//! Distance to severity classification

use malachite::Integer;
use serde::{Deserialize, Serialize};

use super::Quota;
use crate::error::{EngineError, Result};

/// Default upper bound of the normal band
pub const DEFAULT_NORMAL_THRESHOLD: u64 = 5;
/// Default upper bound of the low severity band
pub const DEFAULT_LOW_THRESHOLD: u64 = 10;
/// Default upper bound of the medium severity band
pub const DEFAULT_MID_THRESHOLD: u64 = 15;

/// Severity tiers
#[derive(Debug, Clone, Copy, PartialEq, Eq, Hash, PartialOrd, Ord, Serialize, Deserialize)]
pub enum Severity {
    Low,
    Medium,
    High,
}

impl Severity {
    pub fn as_str(&self) -> &'static str {
        match self {
            Severity::Low => "low",
            Severity::Medium => "medium",
            Severity::High => "high",
        }
    }
}

impl std::fmt::Display for Severity {
    fn fmt(&self, f: &mut std::fmt::Formatter<'_>) -> std::fmt::Result {
        f.write_str(self.as_str())
    }
}

/// Band boundaries, each inclusive on its upper end
#[derive(Debug, Clone, Copy, PartialEq, Eq)]
pub struct Thresholds {
    normal: u64,
    low: u64,
    mid: u64,
}

impl Thresholds {
    pub fn new(normal: u64, low: u64, mid: u64) -> Result<Self> {
        if normal > low || low > mid {
            return Err(EngineError::InvalidThresholds { normal, low, mid });
        }
        Ok(Self { normal, low, mid })
    }

    pub fn normal(&self) -> u64 {
        self.normal
    }

    pub fn low(&self) -> u64 {
        self.low
    }

    pub fn mid(&self) -> u64 {
        self.mid
    }

    /// Tier for `distance`, `None` when it is within the normal band
    pub fn severity_for(&self, distance: &Integer) -> Option<Severity> {
        if *distance <= Integer::from(self.normal) {
            None
        } else if *distance <= Integer::from(self.low) {
            Some(Severity::Low)
        } else if *distance <= Integer::from(self.mid) {
            Some(Severity::Medium)
        } else {
            Some(Severity::High)
        }
    }
}

impl Default for Thresholds {
    fn default() -> Self {
        Self {
            normal: DEFAULT_NORMAL_THRESHOLD,
            low: DEFAULT_LOW_THRESHOLD,
            mid: DEFAULT_MID_THRESHOLD,
        }
    }
}

/// Maps distances to alerts under an emission quota
#[derive(Debug, Clone, Default)]
pub struct Classifier {
    thresholds: Thresholds,
}

impl Classifier {
    pub fn new(thresholds: Thresholds) -> Self {
        Self { thresholds }
    }

    pub fn thresholds(&self) -> &Thresholds {
        &self.thresholds
    }

    /// Decide whether `distance` should raise an alert
    ///
    /// Returns `None` without touching the quota when the distance is normal,
    /// and `None` for any distance once the quota is exhausted. Otherwise one
    /// unit of quota is consumed.
    pub fn classify(&self, distance: &Integer, quota: &Quota) -> Option<Severity> {
        let severity = self.thresholds.severity_for(distance)?;
        quota.try_acquire().then_some(severity)
    }
}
──────────────────────────────
* **Problem to solve**
The lines from the one containing "pub fn normal(&self)" through the final line of the listing above are to be repeated exactly, and nothing else is to be printed.

* **Answer**
    pub fn normal(&self) -> u64 {
        self.normal
    }

    pub fn low(&self) -> u64 {
        self.low
    }

    pub fn mid(&self) -> u64 {
        self.mid
    }

    /// Tier for `distance`, `None` when it is within the normal band
    pub fn severity_for(&self, distance: &Integer) -> Option<Severity> {
        if *distance <= Integer::from(self.normal) {
            None
        } else if *distance <= Integer::from(self.low) {
            Some(Severity::Low)
        } else if *distance <= Integer::from(self.mid) {
            Some(Severity::Medium)
        } else {
            Some(Severity::High)
        }
    }
}

impl Default for Thresholds {
    fn default() -> Self {
        Self {
            normal: DEFAULT_NORMAL_THRESHOLD,
            low: DEFAULT_LOW_THRESHOLD,
            mid: DEFAULT_MID_THRESHOLD,
        }
    }
}

/// Maps distances to alerts under an emission quota
#[derive(Debug, Clone, Default)]
pub struct Classifier {
    thresholds: Thresholds,
}

impl Classifier {
    pub fn new(thresholds: Thresholds) -> Self {
        Self { thresholds }
    }

    pub fn thresholds(&self) -> &Thresholds {
        &self.thresholds
    }

    /// Decide whether `distance` should raise an alert
    ///
    /// Returns `None` without touching the quota when the distance is normal,
    /// and `None` for any distance once the quota is exhausted. Otherwise one
    /// unit of quota is consumed.
    pub fn classify(&self, distance: &Integer, quota: &Quota) -> Option<Severity> {
        let severity = self.thresholds.severity_for(distance)?;
        quota.try_acquire().then_some(severity)
    }
}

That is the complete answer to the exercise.